= Ultimate in North Carolina =

Ultimate (sport) is a growing sport in North Carolina. The state has national level competing teams at youth, college, club, and professional levels. Regionally youth clubs compete in the South, college teams compete in the ACC, and club teams compete in the southeast. These teams consist of over 1,000 USAU members

== Youth ==
TYUL (Triangle Youth Ultimate League) Triforce based in the Research Triangle area. The under 19's boys team finished runners-up at the 2015 National Youth Club Championship. TYUL consists of two under-19 and two under-16 boys teams, as well as one of each for girls.

== College ==
Both men and women's teams from universities around North Carolina compete in either the NCAA Division I (since 1984 for men and 1987 for women) or NCAA Division III level (since 2010 for both men and women). Universities in North Carolina have accumulated a total of eight Men's College Championships and four Women's College Championships as of 2021.

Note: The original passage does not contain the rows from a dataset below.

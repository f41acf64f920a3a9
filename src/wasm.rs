//! The WebAssembly backend.

use std::io::Write;

use object::BinaryFormat;

use crate::link::{self, parse_gnu_args};

/// Links Wasm inputs driven by a `wasm-ld`-style command line.
/// `--allow-undefined` downgrades unsatisfied references from errors to
/// imports-to-be.
pub fn link(args: &[String], can_exit_early: bool, diag: &mut dyn Write) -> bool {
    let request = parse_gnu_args(args, BinaryFormat::Wasm, "a.out");
    link::run(request, can_exit_early, diag)
}
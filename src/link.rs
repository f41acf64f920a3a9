//! The link pipeline shared by every backend.
//!
//! A backend turns its argument vector into a `LinkRequest` and hands it to
//! `run`, which owns the whole invocation:
//! 1. take the epoch lock and arm the arena guard, so the arena is freed on
//!    every exit path and concurrent invocations cannot interleave epochs;
//! 2. open and expand every input, reporting all unopenable paths;
//! 3. parse the files in parallel;
//! 4. build the symbol table and check undefined references;
//! 5. write the link map to the output path.
//!
//! `can_exit_early` permits terminating the process on fatal I/O failures
//! (unopenable inputs, unwritable output) instead of unwinding; ordinary
//! link failures and successful links always return normally.

use std::io::Write;
use std::path::PathBuf;
use std::process;
use std::sync::Arc;

use object::BinaryFormat;
use rayon::prelude::*;

use crate::error::LinkError;
use crate::file::File;
use crate::input::{self, format_name};
use crate::{atom, map, mem, resolve};

/// What one backend invocation asked for, after flag parsing.
pub struct LinkRequest {
    pub format: BinaryFormat,
    pub inputs: Vec<PathBuf>,
    pub output: PathBuf,
    pub entry: Option<String>,
    pub allow_undefined: bool,
    /// `-m EMULATION`, recorded for the driver's dispatch.
    pub emulation: Option<String>,
}

/// Frees the arena when the invocation ends, however it ends.
struct ArenaResetGuard;

impl Drop for ArenaResetGuard {
    fn drop(&mut self) {
        mem::free_arena();
    }
}

pub fn run(request: LinkRequest, can_exit_early: bool, diag: &mut dyn Write) -> bool {
    let _epoch = mem::epoch_lock();
    let _reset = ArenaResetGuard;
    let format = format_name(request.format);
    tracing::debug!("linking {} inputs as {}", request.inputs.len(), format);

    if request.inputs.is_empty() {
        let _ = writeln!(diag, "error: {}", LinkError::NoInputFiles);
        return false;
    }

    // Open everything before giving up, so one bad path does not hide the
    // rest of them.
    let mut files: Vec<Arc<dyn File>> = Vec::new();
    let mut next_ordinal = 0;
    let mut open_errors = 0;
    for path in &request.inputs {
        match input::open_input(path, request.format, &mut next_ordinal) {
            Ok(opened) => {
                for file in opened {
                    files.push(file);
                }
            }
            Err(e) => {
                open_errors += 1;
                let _ = writeln!(diag, "error: {e:#}");
            }
        }
    }
    if open_errors > 0 {
        return fatal(can_exit_early, diag);
    }

    let parse_errors: Vec<LinkError> =
        files.par_iter().filter_map(|f| f.parse().err()).collect();
    for e in &parse_errors {
        let _ = writeln!(diag, "error: {e}");
    }
    if !parse_errors.is_empty() {
        return false;
    }
    let counts = atom::counts();
    tracing::debug!(
        "parsed {} files: {} defined, {} undefined, {} shared, {} absolute, {} names",
        files.len(),
        counts.defined,
        counts.undefined,
        counts.shared_library,
        counts.absolute,
        mem::saver().len()
    );

    let table = resolve::SymbolTable::build(&files, diag);
    if let Some(entry) = &request.entry {
        if !table.contains_name(entry) {
            let _ = writeln!(diag, "warning: cannot find entry symbol {entry}");
        }
    }
    let undefined = resolve::check_undefined(&files, &table, request.allow_undefined, diag);
    if table.errors() + undefined > 0 {
        return false;
    }

    if let Err(e) = map::write_map(&request.output, format, &files, &table) {
        let _ = writeln!(diag, "error: {e:#}");
        return fatal(can_exit_early, diag);
    }
    true
}

fn fatal(can_exit_early: bool, diag: &mut dyn Write) -> bool {
    if can_exit_early {
        let _ = diag.flush();
        // Skips arena teardown; the process is gone either way.
        process::exit(1);
    }
    false
}

/// Scans a GNU-style argument vector.
///
/// `-o`, `-e`/`--entry`, `-m`, and `--allow-undefined` are recognized;
/// other dash arguments are ignored, everything else is an input path.
pub fn parse_gnu_args(args: &[String], format: BinaryFormat, default_output: &str) -> LinkRequest {
    let mut request = LinkRequest {
        format,
        inputs: Vec::new(),
        output: PathBuf::from(default_output),
        entry: None,
        allow_undefined: false,
        emulation: None,
    };
    let mut iter = args.iter();
    while let Some(arg) = iter.next() {
        match arg.as_str() {
            "-o" => {
                if let Some(path) = iter.next() {
                    request.output = PathBuf::from(path);
                }
            }
            "-e" | "--entry" => {
                if let Some(sym) = iter.next() {
                    request.entry = Some(sym.clone());
                }
            }
            "-m" => {
                request.emulation = iter.next().cloned();
            }
            "--allow-undefined" => request.allow_undefined = true,
            _ if arg.starts_with("--entry=") => {
                request.entry = Some(arg["--entry=".len()..].to_string());
            }
            _ if arg.starts_with('-') => {
                tracing::trace!("ignoring flag {}", arg);
            }
            _ => request.inputs.push(PathBuf::from(arg)),
        }
    }
    request
}
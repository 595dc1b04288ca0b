use colored::Colorize;

use crate::connection::ConnectionState;
use crate::view::HighlightKind;

/// Decides whether and how frame fragments get coloured.
#[derive(Debug, Clone, Copy, PartialEq, Eq)]
pub struct Palette {
    enabled: bool,
}

impl Palette {
    pub fn new(enabled: bool) -> Self {
        Self { enabled }
    }

    pub fn plain() -> Self {
        Self::new(false)
    }

    pub fn title(&self, text: &str) -> String {
        if !self.enabled {
            return text.to_string();
        }
        text.bold().to_string()
    }

    pub fn directory(&self, text: &str) -> String {
        if !self.enabled {
            return text.to_string();
        }
        text.blue().bold().to_string()
    }

    pub fn version(&self, text: &str) -> String {
        if !self.enabled {
            return text.to_string();
        }
        text.dimmed().to_string()
    }

    pub fn highlight(&self, text: &str, kind: Option<HighlightKind>) -> String {
        if !self.enabled {
            return text.to_string();
        }
        match kind {
            Some(HighlightKind::Created) => text.green().bold().to_string(),
            Some(HighlightKind::Updated) => text.yellow().bold().to_string(),
            None => text.to_string(),
        }
    }

    pub fn status(&self, text: &str, state: ConnectionState) -> String {
        if !self.enabled {
            return text.to_string();
        }
        match state {
            ConnectionState::Open => text.green().to_string(),
            ConnectionState::Connecting => text.cyan().to_string(),
            ConnectionState::Closed | ConnectionState::WaitingToRetry => text.yellow().to_string(),
            ConnectionState::Error | ConnectionState::Unsupported => text.red().to_string(),
            ConnectionState::Stopped => text.dimmed().to_string(),
        }
    }

    pub fn notice(&self, text: &str) -> String {
        if !self.enabled {
            return text.to_string();
        }
        text.magenta().italic().to_string()
    }
}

USA Ultimate Men's College Series Champions from North Carolina
| College | Times Won | Years won |
|---|---|---|
| UNC-CH | 4 | 2015, 2018, 2021, 2022 |
| ECU | 2 | 1994, 1995 |
| NC State | 1 | 1999 |
| UNC Wilmington | 1 | 1993 |

USA Ultimate Women's College Series Champions from North Carolina
| College | Times Won | Years won |
|---|---|---|
| UNC Wilmington | 2 | 1992, 1996 |
| UNC Chapel Hill | 2 | 2021, 2022 |

== Club ==

Men:
There are many club ultimate teams that compete at sectionals in North Carolina. Ring of Fire, based in the Raleigh-Durham area competes nationally and internationally and won the 2021 USA Ultimate Championship.

Women:
The main women's club ultimate team is Phoenix. They compete nationally and internationally, and finished third at the 2021 USA Ultimate Championship.

Mixed:
Toro, based in Durham, NC, and Cahoots, based in Asheville, NC are the two competing mixed club teams in North Carolina. Toro was ranked 27th in the nation at the end of the 2016 season.

== Professional ==
North Carolina is home to a professional ultimate team, the Carolina Flyers of the AUDL. The Flyers won the 2021 AUDL Championship. A second AUDL, the Charlotte Express, folded in 2016.